Le retard du CLARITY Act n’arrêtera pas la croissance crypto, selon le CIO de Bitwise

- Le directeur des investissements (CIO) de Bitwise a manifesté son soutien à ce que la SEC édicte des règles crypto pendant que le Congrès retarde le CLARITY Act.
- Le texte fait désormais face à l’échéance du 5 août, avant que le Sénat ne parte en pause d’août.
Matt Hougan, CIO de Bitwise, s’est récemment exprimé sur le CLARITY Act. Il a déclaré que l’industrie crypto continuerait de se développer même si le Congrès ne parvenait pas à adopter le texte.
Cette déclaration intervient alors que le CLARITY Act a déjà été retardé de plus d’un an. Le texte avait pourtant déjà été adopté par la Chambre des représentants l’année précédente.
Hougan a rappelé les propos d’Atkins selon lesquels, si le Congrès ne parvient pas à adopter le texte, la SEC rédigera elle-même les règles crypto. Il a ajouté que les règles crypto de la SEC seraient « probablement plus favorables aux cryptomonnaies et à l’innovation que celles issues d’un texte bipartisan au Congrès ».
Les propos de Matt Hougan sur les avancées et l’échec du CLARITY Act
Dans un billet de blog publié le 4 août, Matt Hougan, CIO de Bitwise, a décrit l’état du texte CLARITY. Il a également expliqué son impact potentiel sur l’industrie.
Selon lui, l’adoption du texte renforcerait l’économie américaine en consolidant les dispositions éthiques et les protections des investisseurs.

Le texte doterait les États-Unis d’un système de finance on-chain mieux protégé au sein du secteur crypto.
Cependant, son échec ne nuirait pas beaucoup aux progrès de l’industrie crypto. Le secteur financier a déjà largement avancé en matière de blockchain et d’actifs numériques.

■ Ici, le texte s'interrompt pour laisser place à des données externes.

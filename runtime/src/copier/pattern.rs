//! `.dockerignore`-style exclude patterns.
//!
//! Patterns are matched against slash-separated paths relative to the
//! copy root. A leading `!` re-includes paths matched by an earlier
//! pattern, and a pattern that matches a directory also matches
//! everything below it.

use std::path::Path;

use a3s_build_core::error::{BuildError, Result};
use regex::Regex;

use super::resolve::clean_path;

#[derive(Debug, Clone)]
struct Pattern {
    source: String,
    regex: Regex,
    depth: usize,
    exclusion: bool,
}

impl Pattern {
    fn parse(raw: &str) -> Result<Option<Self>> {
        let mut text = raw.trim();
        let exclusion = text.starts_with('!');
        if exclusion {
            text = text[1..].trim();
        }
        if text.is_empty() {
            return Ok(None);
        }
        let cleaned = clean_path(Path::new(text)).display().to_string();
        let cleaned = cleaned.trim_start_matches('/').to_string();
        if cleaned.is_empty() || cleaned == "." {
            return Ok(None);
        }
        let regex = Regex::new(&glob_to_regex(&cleaned)).map_err(|e| {
            BuildError::InvalidArgument(format!("invalid exclude pattern {:?}: {}", raw, e))
        })?;
        Ok(Some(Self {
            depth: cleaned.split('/').count(),
            source: cleaned,
            regex,
            exclusion,
        }))
    }
}

fn glob_to_regex(pattern: &str) -> String {
    let mut out = String::from("^");
    let chars: Vec<char> = pattern.chars().collect();
    let mut i = 0;
    while i < chars.len() {
        let c = chars[i];
        match c {
            '*' => {
                if chars.get(i + 1) == Some(&'*') {
                    i += 1;
                    if chars.get(i + 1) == Some(&'/') {
                        i += 1;
                        out.push_str("(.*/)?");
                    } else {
                        out.push_str(".*");
                    }
                } else {
                    out.push_str("[^/]*");
                }
            }
            '?' => out.push_str("[^/]"),
            '[' => {
                let mut j = i + 1;
                let mut class = String::from("[");
                if chars.get(j) == Some(&'!') || chars.get(j) == Some(&'^') {
                    class.push('^');
                    j += 1;
                }
                while j < chars.len() && chars[j] != ']' {
                    if chars[j] == '\\' {
                        class.push('\\');
                    }
                    class.push(chars[j]);
                    j += 1;
                }
                if j < chars.len() {
                    class.push(']');
                    out.push_str(&class);
                    i = j;
                } else {
                    out.push_str(r"\[");
                }
            }
            '\\' if i + 1 < chars.len() => {
                i += 1;
                out.push_str(&regex::escape(&chars[i].to_string()));
            }
            other => out.push_str(&regex::escape(&other.to_string())),
        }
        i += 1;
    }
    out.push('$');
    out
}

/// Compiled exclude list.
#[derive(Debug, Clone, Default)]
pub struct ExcludeMatcher {
    patterns: Vec<Pattern>,
}

impl ExcludeMatcher {
    pub fn new<S: AsRef<str>>(patterns: &[S]) -> Result<Self> {
        let mut compiled = Vec::new();
        for p in patterns {
            if let Some(pattern) = Pattern::parse(p.as_ref())? {
                compiled.push(pattern);
            }
        }
        Ok(Self { patterns: compiled })
    }

    pub fn is_empty(&self) -> bool {
        self.patterns.is_empty()
    }

    /// Whether any pattern re-includes paths.
    pub fn has_exclusions(&self) -> bool {
        self.patterns.iter().any(|p| p.exclusion)
    }

    /// Whether `rel` (relative to the copy root) is excluded.
    pub fn matches(&self, rel: &Path) -> bool {
        let file = rel.to_string_lossy().replace('\\', "/");
        let file = file.trim_start_matches("./").trim_start_matches('/');
        if file.is_empty() || file == "." {
            return false;
        }
        let parent_dirs: Vec<&str> = match file.rfind('/') {
            Some(idx) => file[..idx].split('/').collect(),
            None => Vec::new(),
        };
        let mut matched = false;
        for pattern in &self.patterns {
            // an inclusion can't change an already-excluded path, and an
            // exclusion only matters once something matched
            if pattern.exclusion != matched {
                continue;
            }
            let mut hit = pattern.regex.is_match(file);
            if !hit && !parent_dirs.is_empty() && pattern.depth <= parent_dirs.len() {
                hit = pattern
                    .regex
                    .is_match(&parent_dirs[..pattern.depth].join("/"));
            }
            if hit {
                matched = !pattern.exclusion;
            }
        }
        matched
    }

    /// Whether a directory that is itself excluded may still contain
    /// re-included paths, so a walk must descend into it.
    pub fn may_reinclude_below(&self, dir_rel: &Path) -> bool {
        let dir = dir_rel.to_string_lossy();
        let dir = dir.trim_matches('/');
        self.patterns
            .iter()
            .filter(|p| p.exclusion)
            .any(|p| format!("{}/", p.source.trim_matches('/')).starts_with(dir))
    }
}

#[cfg(test)]
mod tests {
    use super::*;

    fn matcher(patterns: &[&str]) -> ExcludeMatcher {
        ExcludeMatcher::new(patterns).unwrap()
    }

    #[test]
    fn test_simple_and_wildcards() {
        let m = matcher(&["*.log", "build/", "docs/?.md"]);
        assert!(m.matches(Path::new("app.log")));
        assert!(!m.matches(Path::new("logs/app.txt")));
        assert!(m.matches(Path::new("build")));
        assert!(m.matches(Path::new("build/out/bin")));
        assert!(m.matches(Path::new("docs/a.md")));
        assert!(!m.matches(Path::new("docs/ab.md")));
    }

    #[test]
    fn test_double_star() {
        let m = matcher(&["**/*.tmp"]);
        assert!(m.matches(Path::new("x.tmp")));
        assert!(m.matches(Path::new("a/b/c.tmp")));
        assert!(!m.matches(Path::new("a/b/c.txt")));
    }

    #[test]
    fn test_negation() {
        let m = matcher(&["*.md", "!README.md"]);
        assert!(m.matches(Path::new("CHANGES.md")));
        assert!(!m.matches(Path::new("README.md")));
        assert!(m.has_exclusions());
    }

    #[test]
    fn test_reinclude_below_excluded_dir() {
        let m = matcher(&["vendor", "!vendor/keep"]);
        assert!(m.matches(Path::new("vendor/drop.go")));
        assert!(!m.matches(Path::new("vendor/keep")));
        assert!(m.may_reinclude_below(Path::new("vendor")));
        assert!(!m.may_reinclude_below(Path::new("other")));
    }

    #[test]
    fn test_leading_slash_and_empty_lines() {
        let m = matcher(&["", "  ", "/secret"]);
        assert!(m.matches(Path::new("secret")));
        assert!(!m.matches(Path::new(".")));
    }

    #[test]
    fn test_character_class() {
        let m = matcher(&["file[0-9].txt"]);
        assert!(m.matches(Path::new("file3.txt")));
        assert!(!m.matches(Path::new("fileX.txt")));
    }
}
//! `a3s-build add` and `a3s-build copy` commands.

use std::path::PathBuf;

use a3s_build_runtime::AddOptions;
use chrono::{TimeZone, Utc};
use clap::Args;

use super::{load_config, open_builder, open_store, retry_options, CmdResult, GlobalArgs};

#[derive(Args, Debug)]
pub struct AddArgs {
    /// Working container name or ID
    pub container: String,

    /// Sources followed by the destination
    #[arg(required = true, num_args = 1..)]
    pub paths: Vec<String>,

    /// Owner of the copied content, `user[:group]`
    #[arg(long)]
    pub chown: Option<String>,

    /// Octal permissions of the copied content
    #[arg(long)]
    pub chmod: Option<String>,

    /// Expected `sha256:<hex>` of a remote source
    #[arg(long)]
    pub checksum: Option<String>,

    /// Directory that local sources are relative to
    #[arg(long = "contextdir")]
    pub context_dir: Option<PathBuf>,

    /// File of exclusion patterns, `.containerignore` in the context
    /// directory when unset
    #[arg(long = "ignorefile")]
    pub ignore_file: Option<PathBuf>,

    /// Keep parent directories after a `/./` marker in a source
    #[arg(long)]
    pub parents: bool,

    /// Seconds since the epoch forced onto all copied content
    #[arg(long)]
    pub timestamp: Option<i64>,

    /// Stage the content as a separate layer
    #[arg(long)]
    pub link: bool,

    /// Directory of `*.crt` files trusted for remote sources
    #[arg(long = "cert-dir")]
    pub cert_dir: Option<PathBuf>,

    /// Verify TLS certificates of remote sources
    #[arg(long = "tls-verify", default_value_t = true, action = clap::ArgAction::Set)]
    pub tls_verify: bool,

    /// Number of attempts for remote sources
    #[arg(long)]
    pub retry: Option<u32>,

    /// Do not print the content digest
    #[arg(short, long)]
    pub quiet: bool,
}

fn read_ignore_file(args: &AddArgs) -> Result<(Vec<String>, String), Box<dyn std::error::Error>> {
    let path = match (&args.ignore_file, &args.context_dir) {
        (Some(path), _) => path.clone(),
        (None, Some(dir)) => {
            let candidate = dir.join(".containerignore");
            if !candidate.exists() {
                return Ok((Vec::new(), String::new()));
            }
            candidate
        }
        (None, None) => return Ok((Vec::new(), String::new())),
    };
    let data = std::fs::read_to_string(&path)
        .map_err(|e| format!("reading {}: {e}", path.display()))?;
    let patterns = data
        .lines()
        .map(str::trim)
        .filter(|l| !l.is_empty() && !l.starts_with('#'))
        .map(str::to_string)
        .collect();
    Ok((patterns, path.display().to_string()))
}

pub async fn execute(global: &GlobalArgs, args: AddArgs, extract: bool) -> CmdResult {
    let config = load_config(global)?;
    let store = open_store(&config)?;
    let mut builder = open_builder(&store, &args.container)?;

    let mut paths = args.paths.clone();
    let destination = if paths.len() > 1 {
        paths.pop().unwrap_or_default()
    } else {
        String::new()
    };
    let (excludes, ignore_file) = read_ignore_file(&args)?;
    let timestamp = match args.timestamp {
        Some(secs) => Some(
            Utc.timestamp_opt(secs, 0)
                .single()
                .ok_or_else(|| format!("invalid timestamp {secs}"))?,
        ),
        None => None,
    };
    let mut retry = retry_options(&config);
    if let Some(n) = args.retry {
        retry.max_retries = n;
    }

    let options = AddOptions {
        chmod: args.chmod.clone().unwrap_or_default(),
        chown: args.chown.clone().unwrap_or_default(),
        checksum: args.checksum.clone().unwrap_or_default(),
        excludes,
        ignore_file,
        context_dir: args.context_dir.clone(),
        cert_path: args.cert_dir.clone(),
        insecure_skip_tls_verify: !args.tls_verify,
        retry,
        parents: args.parents,
        timestamp,
        link: args.link,
        ..Default::default()
    };
    builder
        .add(&store, &destination, extract, options, &paths)
        .await?;

    let verb = if extract { "ADD" } else { "COPY" };
    let summary = builder.content_summary.clone().unwrap_or_default();
    let dest = if destination.is_empty() { "/" } else { destination.as_str() };
    builder.set_created_by(&format!("/bin/sh -c #(nop) {verb} {summary} in {dest} "));
    builder.save(&store)?;

    if !args.quiet {
        if let Some((_, digest)) = summary.split_once(':') {
            println!("{digest}");
        }
    }
    Ok(())
}
//! A3S Build CLI entry point.

use clap::Parser;
use tracing_subscriber::EnvFilter;

use a3s_build_cli::commands::{dispatch, Cli};
use a3s_build_runtime::{run_chroot_helper, CHROOT_HELPER_COMMAND};

fn init_tracing(cli: &Cli) {
    let filter = match &cli.log_level {
        Some(level) => EnvFilter::new(level),
        None => EnvFilter::try_from_default_env().unwrap_or_else(|_| EnvFilter::new("warn")),
    };
    let builder = tracing_subscriber::fmt()
        .with_env_filter(filter)
        .with_target(false)
        .with_writer(std::io::stderr);
    if cli.log_json {
        builder.json().init();
    } else {
        builder.init();
    }
}

fn main() {
    // The chroot helper must run single-threaded, before any runtime starts.
    if std::env::args().nth(1).as_deref() == Some(CHROOT_HELPER_COMMAND) {
        let code = match run_chroot_helper() {
            Ok(code) => code,
            Err(e) => {
                eprintln!("Error: {e}");
                1
            }
        };
        std::process::exit(code);
    }

    let cli = Cli::parse();
    init_tracing(&cli);

    let runtime = match tokio::runtime::Builder::new_multi_thread().enable_all().build() {
        Ok(rt) => rt,
        Err(e) => {
            eprintln!("Error: starting async runtime: {e}");
            std::process::exit(1);
        }
    };
    if let Err(e) = runtime.block_on(dispatch(cli)) {
        eprintln!("Error: {e}");
        std::process::exit(1);
    }
}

Hougan a expliqué que si le texte stagne, il entrera dans un état de « mort-vivant ». Il a ajouté que « rien ne peut réellement le tuer, mais il continuera à avancer en boitant ».
Le texte est plongé dans l’incertitude depuis plusieurs mois. Hougan a qualifié cette semaine de « décisive » pour le CLARITY Act, alors que le Sénat s’apprête à entrer en pause d’août.
Les chances d’adoption du texte de régulation crypto pourraient nettement diminuer. Cela pourrait se produire si le Sénat ne parvient pas à organiser le vote avant la pause. La pause se terminant le 14 septembre, les élus pourraient ensuite reporter leur attention sur l’élection de novembre et la législation associée.
La SEC pilotera la régulation crypto même sans le CLARITY Act
Le CIO de Bitwise a souligné la capacité de la SEC à édicter de meilleures règles que celles issues « d’un texte bipartisan au Congrès ». Il a mentionné les récentes déclarations du président de la SEC, Paul Atkins, sur la régulation crypto.
Atkins a globalement affirmé que la SEC est « prête, disposée et capable de publier des règles traitant des mêmes enjeux [que] CLARITY ».
En mars, la SEC et la CFTC ont publié conjointement des orientations sur la régulation des valeurs mobilières et des matières premières. Par la suite, la SEC a également établi des règles claires sur les titres tokenisés et le trading on-chain.
Ces avancées ont suscité la confiance des investisseurs tout en soulevant des questions. Le risque réside toutefois dans une future administration susceptible de revenir sur ce processus. « La crypto disposera d’au moins deux ans et demi » si le processus continue d’être retardé.
Comment le retard affecte l’adoption institutionnelle de la crypto
Hougan a averti que les retards dans l’adoption du texte peuvent affecter la participation institutionnelle et l’adoption des cryptomonnaies. Il a déclaré que « l’incertitude entourant CLARITY maintient certains investisseurs professionnels en marge des marchés crypto ».
Les grandes banques et les acteurs institutionnels ont besoin d’une définition législative des valeurs mobilières et des matières premières. Ils attendent le texte officiel pour lancer leurs produits de conservation et de trading crypto afin d’atténuer les facteurs de risque.
Selon Polymarket, les chances d’adoption du CLARITY Act en 2026 s’établissent désormais à 27 %. Cela réduit la confiance, les probabilités d’adoption du texte cette année étant plus faibles.